預測模型的區分度是指在模型的預測值中,是否能夠找到一個截點,使得把陽性結局患者和非陽性結局患者正確區分開來。如果越容易區分開,且與實際情況越符合,則提示該模型的區分度越高。區分度通常采用計算受試者ROC 曲線的AUC 評估[11-12]。本預測模型外部驗證ROC 曲線的AUC=0.874,較模型建模人群內部驗證的AUC(0.913)僅下降0.039[5],說明預測模型從輸尿管結石患者中識別尿膿毒血癥患者的能力強,提示預測模型區分度良好。
預測模型的校準度是指模型陽性結局概率預測值和實際陽性結局概率觀測值是否相一致。如果模型的預測值與實際發生概率越接近,則提示模型的校準度就越好。模型校準能力的考察通常采用Hosmer-Lemeshow 擬合優度檢驗。但Hosmer-Lemeshow 擬合優度檢驗的準確性很大程度上依賴于臨床樣本量。樣本量越大,檢驗結果則越準確,而對于尿膿毒血癥此類稀有結局事件的檢驗則存在一定局限性。
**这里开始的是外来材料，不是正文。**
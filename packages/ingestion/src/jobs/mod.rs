//! Book-scoped jobs: the concurrency anchor of the pipeline.
//!
//! At most one pending/running job exists per book at any instant. All
//! state transitions go through the [`JobLock`] trait; no other code may
//! touch a job's status. A running job whose heartbeat has aged past the
//! stale threshold is dead and any reader may fail it.

pub mod lock;
pub mod memory;
#[cfg(feature = "postgres")]
pub mod postgres;

use std::fmt;

use chrono::{DateTime, Duration, Utc};
use serde::{Deserialize, Serialize};
use uuid::Uuid;

pub use lock::{JobLock, JobOutcome, LockError, ProgressUpdate};
pub(crate) use lock::busy_error;
pub use memory::MemoryJobLock;
#[cfg(feature = "postgres")]
pub use postgres::PgJobLock;

/// Default heartbeat age after which a running job counts as dead.
pub fn default_stale_threshold() -> Duration {
    Duration::minutes(2)
}

/// Job lifecycle. Transitions are exactly
/// `pending -> running -> {completed, failed}`.
#[derive(Debug, Clone, Copy, PartialEq, Eq, Serialize, Deserialize)]
#[serde(rename_all = "snake_case")]
#[cfg_attr(feature = "postgres", derive(sqlx::Type))]
#[cfg_attr(feature = "postgres", sqlx(type_name = "job_status", rename_all = "snake_case"))]
pub enum JobStatus {
    Pending,
    Running,
    Completed,
    Failed,
}

impl JobStatus {
    pub fn is_terminal(self) -> bool {
        matches!(self, JobStatus::Completed | JobStatus::Failed)
    }

    pub fn is_active(self) -> bool {
        matches!(self, JobStatus::Pending | JobStatus::Running)
    }
}

impl fmt::Display for JobStatus {
    fn fmt(&self, f: &mut fmt::Formatter<'_>) -> fmt::Result {
        let s = match self {
            JobStatus::Pending => "pending",
            JobStatus::Running => "running",
            JobStatus::Completed => "completed",
            JobStatus::Failed => "failed",
        };
        f.write_str(s)
    }
}

/// Kind of work a job performs.
#[derive(Debug, Clone, Copy, PartialEq, Eq, Serialize, Deserialize)]
#[serde(rename_all = "snake_case")]
#[cfg_attr(feature = "postgres", derive(sqlx::Type))]
#[cfg_attr(feature = "postgres", sqlx(type_name = "book_job_type", rename_all = "snake_case"))]
pub enum JobType {
    OcrBatch,
    Extraction,
    Finalization,
}

impl fmt::Display for JobType {
    fn fmt(&self, f: &mut fmt::Formatter<'_>) -> fmt::Result {
        let s = match self {
            JobType::OcrBatch => "ocr_batch",
            JobType::Extraction => "extraction",
            JobType::Finalization => "finalization",
        };
        f.write_str(s)
    }
}

/// One row of the job table; also the stable wire shape.
#[derive(Debug, Clone, Serialize, Deserialize)]
#[cfg_attr(feature = "postgres", derive(sqlx::FromRow))]
pub struct JobRecord {
    pub job_id: Uuid,
    pub book_id: String,
    pub job_type: JobType,
    pub status: JobStatus,
    pub total_items: Option<i64>,
    #[serde(default)]
    pub completed_items: i64,
    #[serde(default)]
    pub failed_items: i64,
    pub current_item: Option<i64>,
    pub last_completed_item: Option<i64>,
    /// Opaque JSON string written atomically per progress update.
    pub progress_detail: Option<String>,
    pub heartbeat_at: Option<DateTime<Utc>>,
    pub started_at: Option<DateTime<Utc>>,
    pub completed_at: Option<DateTime<Utc>>,
    pub error_message: Option<String>,
}

impl JobRecord {
    /// Fresh pending job for a book.
    pub fn new(book_id: impl Into<String>, job_type: JobType, total_items: Option<i64>) -> Self {
        Self {
            job_id: Uuid::new_v4(),
            book_id: book_id.into(),
            job_type,
            status: JobStatus::Pending,
            total_items,
            completed_items: 0,
            failed_items: 0,
            current_item: None,
            last_completed_item: None,
            progress_detail: None,
            heartbeat_at: None,
            started_at: Some(Utc::now()),
            completed_at: None,
            error_message: None,
        }
    }

    /// A running job is stale once its heartbeat (or start, before the
    /// first heartbeat) is older than `threshold`.
    pub fn is_stale(&self, threshold: Duration, now: DateTime<Utc>) -> bool {
        if self.status != JobStatus::Running {
            return false;
        }
        match self.heartbeat_at.or(self.started_at) {
            Some(seen) => now - seen > threshold,
            None => false,
        }
    }

    /// Canned error message for stale transitions, pointing the operator at
    /// the resume position.
    pub fn stale_message(&self) -> String {
        let since = self
            .heartbeat_at
            .map(|t| t.to_rfc3339())
            .unwrap_or_else(|| "never".to_string());
        let resume = self
            .last_completed_item
            .map(|i| (i + 1).to_string())
            .unwrap_or_else(|| "start".to_string());
        format!(
            "Job interrupted (no heartbeat since {since}). \
             Worker may have restarted. Resume from item {resume}."
        )
    }
}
另外Hosmer-Lemeshow擬合優度檢驗原理是將患者樣本數據根據預測概率分為10組,進而計算每組中因變量觀測概率和期望概率,實際上并未不考慮單個患者樣本的具體特性[13]。此外,根據檢驗結果繪制出的經典校準曲線實際上是相互獨立的10 個點的連線,并不是真正意義上的平滑曲線[14]。為克服Hosmer-Lemeshow擬合優度檢驗以上諸多局限性,筆者使用GiViTI 校準曲線帶來進行校準度的可視化呈現[15]。
GiViTI 校準曲線帶是通過擬合多項式Logistic回歸函數來揭示模型預測概率和實際觀測概率之間的關系,并計算校準帶圖中80%CI(淺灰色區)和95%CI(暗灰色區)。當95%CI區域不穿過45°對角平分線時,提示預測模型擬合度好[16]。正常情況下只有極少數患者處于特定風險區間,因此更寬的置信區間被認為是更高的不確定性。如GiViTI校準曲線帶圖的P<0.05 說明預測模型的擬合度不夠完美,P值過大則表明預測模型擬合不佳,缺乏有力證據。本預測模型外部驗證人群GiViTI校準曲線帶的95%CI區域未穿過45°對角平分線(P=0.176),說明預測模型預測尿膿毒血癥發生概率與實際觀測概率接近,校準度良好。
本研究亦有不足之處:(1)本研究為回顧性病例對照研究,因此無法避免選擇偏倚。(2)驗證預測模型的數據雖然獨立于建模數據,但數據仍來自于同一醫療中心,亦存在病例選擇偏倚。在后續的研究工作中,本課題組計劃與其他中心進行合作,利用其臨床數據資料對預測模型進行更加廣泛、更加深入的外部驗證。